Kelowna RCMP wants to remind the public its December counter-attack program is in full swing.
“We are out there and we are patrolling,” said Cpl. Jocelyn Noseworthy, a Kelowna RCMP officer.
“Our officers are out in force, throughout the month, looking for impaired drivers to make sure our streets are safe.”
Despite COVID-19 restrictions that are in place preventing parties, RCMP say people are still getting behind the wheel while impaired.
“It’s the holidays and we know that you want to go out, we are not seeing the large Christmas parties (due to COVID-19) but we are still catching people drinking and driving,” Noseworthy told Global News on Thursday.
One local advocacy group has also started its annual Christmas campaign, raising awareness about the dangers of impaired driving.
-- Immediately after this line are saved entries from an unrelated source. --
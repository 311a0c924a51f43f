use crate::id::Oid;
use crate::id::Tid;
use std::error::Error;

/// A store whose expected serial no longer matches the committed one.
pub struct Conflict<'a> {
  pub oid: Oid,
  pub committed_serial: Tid,
  /// The serial the client based its new state on.
  pub old_serial: Tid,
  pub new_data: &'a [u8],
  pub committed_data: &'a [u8],
  /// `None` if that revision is no longer available (e.g. packed away).
  pub old_data: Option<&'a [u8]>,
}

/// Application-level merge of conflicting writes. Called at most once per conflicting store.
pub trait ConflictResolver: Send + Sync {
  fn resolve(&self, conflict: &Conflict<'_>) -> Result<Vec<u8>, Box<dyn Error + Send + Sync>>;
}
use crate::client::ClientStub;
use crate::session::SessionId;
use parking_lot::Mutex;
use std::sync::Arc;
use std::time::Duration;
use tokio::sync::watch;
use tokio::sync::Notify;
use tokio::time::sleep_until;
use tokio::time::Instant;
use tracing::error;

struct Armed {
  session: SessionId,
  client: Arc<dyn ClientStub>,
  deadline: Instant,
}

struct Inner {
  storage: String,
  timeout: Duration,
  armed: Mutex<Option<Armed>>,
  changed: Notify,
  stop: watch::Sender<bool>,
}

/// Closes the connection of a client that holds the commit lock for longer than the configured timeout.
pub struct TimeoutWatchdog(Option<Arc<Inner>>);

impl TimeoutWatchdog {
  pub fn disabled() -> Self {
    Self(None)
  }

  /// Must be called within a tokio runtime.
  pub fn start(storage: impl Into<String>, timeout: Duration) -> Self {
    let (stop, stopped) = watch::channel(false);
    let inner = Arc::new(Inner {
      storage: storage.into(),
      timeout,
      armed: Mutex::new(None),
      changed: Notify::new(),
      stop,
    });
    tokio::spawn(watch_loop(inner.clone(), stopped));
    Self(Some(inner))
  }

  pub fn is_enabled(&self) -> bool {
    self.0.is_some()
  }

  pub fn begin(&self, session: SessionId, client: Arc<dyn ClientStub>) {
    let Some(inner) = &self.0 else {
      return;
    };
    *inner.armed.lock() = Some(Armed {
      session,
      client,
      deadline: Instant::now() + inner.timeout,
    });
    inner.changed.notify_one();
  }

  pub fn end(&self, session: SessionId) {
    let Some(inner) = &self.0 else {
      return;
    };
    let mut armed = inner.armed.lock();
    if armed.as_ref().map_or(false, |a| a.session == session) {
      *armed = None;
      drop(armed);
      inner.changed.notify_one();
    };
  }

  pub fn stop(&self) {
    if let Some(inner) = &self.0 {
      inner.armed.lock().take();
      let _ = inner.stop.send(true);
    };
  }
}

impl Drop for TimeoutWatchdog {
  fn drop(&mut self) {
    self.stop();
  }
}

async fn watch_loop(inner: Arc<Inner>, mut stopped: watch::Receiver<bool>) {
  loop {
    let deadline = inner.armed.lock().as_ref().map(|a| a.deadline);
    let expired = async {
      match deadline {
        Some(deadline) => sleep_until(deadline).await,
        None => std::future::pending::<()>().await,
      }
    };
    tokio::select! {
      _ = inner.changed.notified() => continue,
      _ = expired => {}
      res = stopped.changed() => {
        if res.is_err() || *stopped.borrow() {
          break;
        };
        continue;
      }
    };
    let timed_out = {
      let mut armed = inner.armed.lock();
      match armed.as_ref() {
        Some(a) if a.deadline <= Instant::now() => armed.take(),
        _ => None,
      }
    };
    if let Some(a) = timed_out {
      error!(
        storage = %inner.storage,
        session = a.session,
        "transaction timeout after {} seconds",
        inner.timeout.as_secs_f64()
      );
      a.client.close();
    };
  }
}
“We have unveiled an impactful holiday awareness campaign aimed at preventing impaired driving in the community,” said Laura Garcia, Central Okanagan Chapter of Mothers Against Drunk Driving’s president.
The Okanagan chapter of Mothers Against Drunk Driving (MADD) has installed a sobering display in downtown Kelowna, around the corner from Kelowna’s City Hall.
“We have a car here that’s been in a terrible crash, in fact there was a fatality in it, and it’s to remind people of the impact that a crash caused by a impaired driver can have,” said Eva Gainer, MADD’s director of victim services in the Central Okanagan.
Eva Gainer joined the advocacy group after she lost her husband and youngest son in a drunk driving crash around 20 years ago.
She says the campaign needs to be taken seriously by the community.
“Impaired driving has impacted family, friends and neighbours and so many others — and it could have been prevented. I think of my young son Brian who was 11, he would be 32 now. I miss (my son) Brian and (my husband) Don a lot and I always will,” said Gainer.
MADD said on average four Canadians die per day, due to impaired driving incidents.